Pour Le Temps, les deux parties ont gagné quelque chose à cet accord. La Suisse «dispose désormais au sein de l’UE d’un premier allié de poids qui reconnaît la légitimité de l’impôt libératoire prélevé à la source» et elle pourra «faire valoir cet argument dans ses futures négociations». Et l’Allemagne de son côté «espère récupérer quelques milliards d’euros de recettes qui lui échappaient».

Le Corriere del Ticino met lui aussi en avant les avantages qu’offre cet accord à la place financière suisse, laquelle préserve son secret bancaire, échappe à l’échange automatique d’informations, et pourra également «jouer à armes égales», en disposant désormais de «meilleurs possibilité pour accéder au marché allemand des services financiers».

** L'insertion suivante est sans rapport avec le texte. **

//! Tracer trait for observing cache activity.
//!
//! This module defines the [`Tracer`] trait and related types for observing
//! query creation, fetch attempts and subscriber fan-out. The default
//! [`NoopTracer`] discards everything. [`EventCollector`] records events for
//! tests and debugging.
//!
//! # Example
//!
//! ```ignore
//! use query_cache::{QueryClient, QueryHash, SpanId, Tracer};
//!
//! struct PrintTracer;
//!
//! impl Tracer for PrintTracer {
//!     fn new_span_id(&self) -> SpanId {
//!         SpanId(1)
//!     }
//!
//!     fn on_fetch_start(&self, span_id: SpanId, query: &QueryHash) {
//!         println!("fetch {:?} started: {}", span_id, query);
//!     }
//! }
//!
//! let client = QueryClient::builder().tracer(PrintTracer).build();
//! ```

use std::sync::atomic::{AtomicU64, Ordering};

use parking_lot::Mutex;
use serde::{Deserialize, Serialize};

use crate::key::QueryHash;

/// Unique identifier for one fetch attempt.
#[derive(Debug, Clone, Copy, PartialEq, Eq, Hash, Serialize, Deserialize)]
pub struct SpanId(pub u64);

/// Identifier of one subscription on a query.
#[derive(Debug, Clone, Copy, PartialEq, Eq, Hash, PartialOrd, Ord, Serialize, Deserialize)]
pub struct SubscriberId(pub u64);

/// How a fetch attempt resolved.
#[derive(Debug, Clone, PartialEq, Eq)]
pub enum FetchOutcome {
    /// The fetch function returned a value.
    Success,
    /// The fetch function failed.
    Error {
        /// Display form of the returned error.
        message: String,
    },
    /// The fetch function panicked; recorded as a failure.
    Panicked {
        /// Panic payload, when it was a string.
        message: String,
    },
}

/// Tracer trait for observing the cache.
///
/// All methods except [`Tracer::new_span_id`] have empty defaults, so only
/// the interesting events need overriding.
///
/// # Thread Safety
///
/// Implementations must be `Send + Sync`: fetch attempts run as spawned tasks
/// and may report from any runtime thread.
pub trait Tracer: Send + Sync + 'static {
    /// Generate a new unique span ID. Called once per fetch attempt.
    fn new_span_id(&self) -> SpanId;

    /// Called when the registry creates a query for a new hash.
    #[inline]
    fn on_query_created(&self, _query: &QueryHash) {}

    /// Called when a registration for an existing hash supplied a fetcher
    /// that will not be used.
    #[inline]
    fn on_fetcher_ignored(&self, _query: &QueryHash) {}

    /// Called when a new fetch attempt starts.
    #[inline]
    fn on_fetch_start(&self, _span_id: SpanId, _query: &QueryHash) {}

    /// Called when `fetch` joined an attempt already in flight.
    #[inline]
    fn on_fetch_coalesced(&self, _query: &QueryHash) {}

    /// Called when a fetch attempt resolves.
    #[inline]
    fn on_fetch_end(&self, _span_id: SpanId, _query: &QueryHash, _outcome: FetchOutcome) {}

    /// Called when a subscriber is added.
    #[inline]
    fn on_subscribe(&self, _query: &QueryHash, _subscriber: SubscriberId) {}

    /// Called when a subscriber is removed.
    #[inline]
    fn on_unsubscribe(&self, _query: &QueryHash, _subscriber: SubscriberId) {}

    /// Called before subscribers are notified of a state change.
    #[inline]
    fn on_notify(&self, _query: &QueryHash, _subscribers: usize) {}
}

/// Zero-cost tracer that discards all events.
///
/// This is the default tracer for [`QueryClient`](crate::QueryClient).
pub struct NoopTracer;

/// Global span counter for NoopTracer.
static NOOP_SPAN_COUNTER: AtomicU64 = AtomicU64::new(1);

impl Tracer for NoopTracer {
    #[inline(always)]
    fn new_span_id(&self) -> SpanId {
        SpanId(NOOP_SPAN_COUNTER.fetch_add(1, Ordering::Relaxed))
    }
}

/// A recorded tracer event.
#[derive(Debug, Clone, PartialEq, Eq)]
pub enum TraceEvent {
    /// See [`Tracer::on_query_created`].
    QueryCreated {
        /// The new query.
        query: QueryHash,
    },
    /// See [`Tracer::on_fetcher_ignored`].
    FetcherIgnored {
        /// The already registered query.
        query: QueryHash,
    },
    /// See [`Tracer::on_fetch_start`].
    FetchStart {
        /// Span of this attempt.
        span_id: SpanId,
        /// The fetching query.
        query: QueryHash,
    },
    /// See [`Tracer::on_fetch_coalesced`].
    FetchCoalesced {
        /// The query whose attempt was joined.
        query: QueryHash,
    },
    /// See [`Tracer::on_fetch_end`].
    FetchEnd {
        /// Span of this attempt, as passed to `FetchStart`.
        span_id: SpanId,
        /// The fetching query.
        query: QueryHash,
        /// How the attempt resolved.
        outcome: FetchOutcome,
    },
    /// See [`Tracer::on_subscribe`].
    Subscribe {
        /// The observed query.
        query: QueryHash,
        /// Id of the new subscription.
        subscriber: SubscriberId,
    },
    /// See [`Tracer::on_unsubscribe`].
    Unsubscribe {
        /// The observed query.
        query: QueryHash,
        /// Id of the released subscription.
        subscriber: SubscriberId,
    },
    /// See [`Tracer::on_notify`].
    Notify {
        /// The changed query.
        query: QueryHash,
        /// Number of subscribers notified.
        subscribers: usize,
    },
}

/// Tracer that accumulates events for later inspection.
///
/// # Example
///
/// ```ignore
/// use std::sync::Arc;
/// use query_cache::{EventCollector, QueryClient};
///
/// let collector = Arc::new(EventCollector::new());
/// let client = QueryClient::builder().tracer(collector.clone()).build();
/// // ... run queries ...
/// assert!(!collector.is_empty());
/// ```
#[derive(Debug, Default)]
pub struct EventCollector {
    next_span: AtomicU64,
    events: Mutex<Vec<TraceEvent>>,
}

impl EventCollector {
    /// Create a new empty collector.
    pub fn new() -> Self {
        Self::default()
    }

    /// Get collected events.
    pub fn events(&self) -> Vec<TraceEvent> {
        self.events.lock().clone()
    }

    /// Take collected events, clearing the collector.
    pub fn take(&self) -> Vec<TraceEvent> {
        std::mem::take(&mut *self.events.lock())
    }

    /// Clear all collected events.
    pub fn clear(&self) {
        self.events.lock().clear();
    }

    /// Get the number of collected events.
    pub fn len(&self) -> usize {
        self.events.lock().len()
    }

    /// Check if no events have been collected.
    pub fn is_empty(&self) -> bool {
        self.events.lock().is_empty()
    }

    fn push(&self, event: TraceEvent) {
        self.events.lock().push(event);
    }
}

impl Tracer for EventCollector {
    fn new_span_id(&self) -> SpanId {
        SpanId(self.next_span.fetch_add(1, Ordering::Relaxed) + 1)
    }

    fn on_query_created(&self, query: &QueryHash) {
        self.push(TraceEvent::QueryCreated {
            query: query.clone(),
        });
    }

    fn on_fetcher_ignored(&self, query: &QueryHash) {
        self.push(TraceEvent::FetcherIgnored {
            query: query.clone(),
        });
    }

    fn on_fetch_start(&self, span_id: SpanId, query: &QueryHash) {
        self.push(TraceEvent::FetchStart {
            span_id,
            query: query.clone(),
        });
    }

    fn on_fetch_coalesced(&self, query: &QueryHash) {
        self.push(TraceEvent::FetchCoalesced {
            query: query.clone(),
        });
    }

    fn on_fetch_end(&self, span_id: SpanId, query: &QueryHash, outcome: FetchOutcome) {
        self.push(TraceEvent::FetchEnd {
            span_id,
            query: query.clone(),
            outcome,
        });
    }

    fn on_subscribe(&self, query: &QueryHash, subscriber: SubscriberId) {
        self.push(TraceEvent::Subscribe {
            query: query.clone(),
            subscriber,
        });
    }

    fn on_unsubscribe(&self, query: &QueryHash, subscriber: SubscriberId) {
        self.push(TraceEvent::Unsubscribe {
            query: query.clone(),
            subscriber,
        });
    }

    fn on_notify(&self, query: &QueryHash, subscribers: usize) {
        self.push(TraceEvent::Notify {
            query: query.clone(),
            subscribers,
        });
    }
}

// Lets callers keep a handle to a tracer they hand to the client.
impl<T: Tracer> Tracer for std::sync::Arc<T> {
    fn new_span_id(&self) -> SpanId {
        (**self).new_span_id()
    }

    fn on_query_created(&self, query: &QueryHash) {
        (**self).on_query_created(query)
    }

    fn on_fetcher_ignored(&self, query: &QueryHash) {
        (**self).on_fetcher_ignored(query)
    }

    fn on_fetch_start(&self, span_id: SpanId, query: &QueryHash) {
        (**self).on_fetch_start(span_id, query)
    }

    fn on_fetch_coalesced(&self, query: &QueryHash) {
        (**self).on_fetch_coalesced(query)
    }

    fn on_fetch_end(&self, span_id: SpanId, query: &QueryHash, outcome: FetchOutcome) {
        (**self).on_fetch_end(span_id, query, outcome)
    }

    fn on_subscribe(&self, query: &QueryHash, subscriber: SubscriberId) {
        (**self).on_subscribe(query, subscriber)
    }

    fn on_unsubscribe(&self, query: &QueryHash, subscriber: SubscriberId) {
        (**self).on_unsubscribe(query, subscriber)
    }

    fn on_notify(&self, query: &QueryHash, subscribers: usize) {
        (**self).on_notify(query, subscribers)
    }
}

Die Südostschweiz tempère quelque peu cet optimisme en rappelant que le texte doit encore passer devant les parlements. Et que si l’acceptation semble acquise en Suisse au vu des réaction des partis, il n’en va pas de même en Allemagne, où la gauche donne déjà de la voix contre l’accord. «En cas de non à Berlin, tout serait à recommencer» avertit le journal.

Côté allemand

La Süddeutsche Zeitung prend elle aussi la peine d’expliquer dans le détail un accord dont la conclusion selon elle doit plus aux pressions exercées de toutes parts et notamment à la menace de Washington de retirer leur licence américaine aux banques suisses non coopératives qu’aux vociférations de l’ancien ministre allemand des finances Peer Steinbrück.

Le quotidien n’oublie pas les protestation de l’opposition en Allemagne et se demande s’il était bien malin de fixer à dans 16 mois l’entrée en vigueur de cet accord. Car «qui le voudra aura plus qu’assez de temps pour trouver une nouvelle cachette pour son argent».

Mais finalement, la Süddeutsche Zeitung salue le fait que «l’Allemagne va ainsi pouvoir récupérer un nombre de milliards à deux chiffres, une somme qu’aucun gendarme du fisc n’aurait jamais pu faire rentrer».

Depuis 2008, les autorités de Berlin font pression sur la Suisse, dont les banques abriteraient plus de 130 milliards d’euros d’avoirs allemands soustraits au fisc de leur pays.

Mercredi 10 août, les deux pays ont paraphé un accord par lequel la Suisse compte éviter l’échange automatique d’informations prônée par l’Union européenne. Le texte devrait entrer en vigueur en 2013.

Les gains de capitaux réalisés par des résidents allemands sur leurs comptes suisses seront frappés d’un impôt libératoire au taux de 26,375%. L’impôt sera retenu à la source par les banques suisses et transmis au fisc allemand.

Pour solder les contentieux passés, les établissements helvétiques verseront une somme forfaitaire de 2 milliards de francs suisses au fisc allemand, soit bien moins que les 10 milliards d’euros avancés par la presse allemande.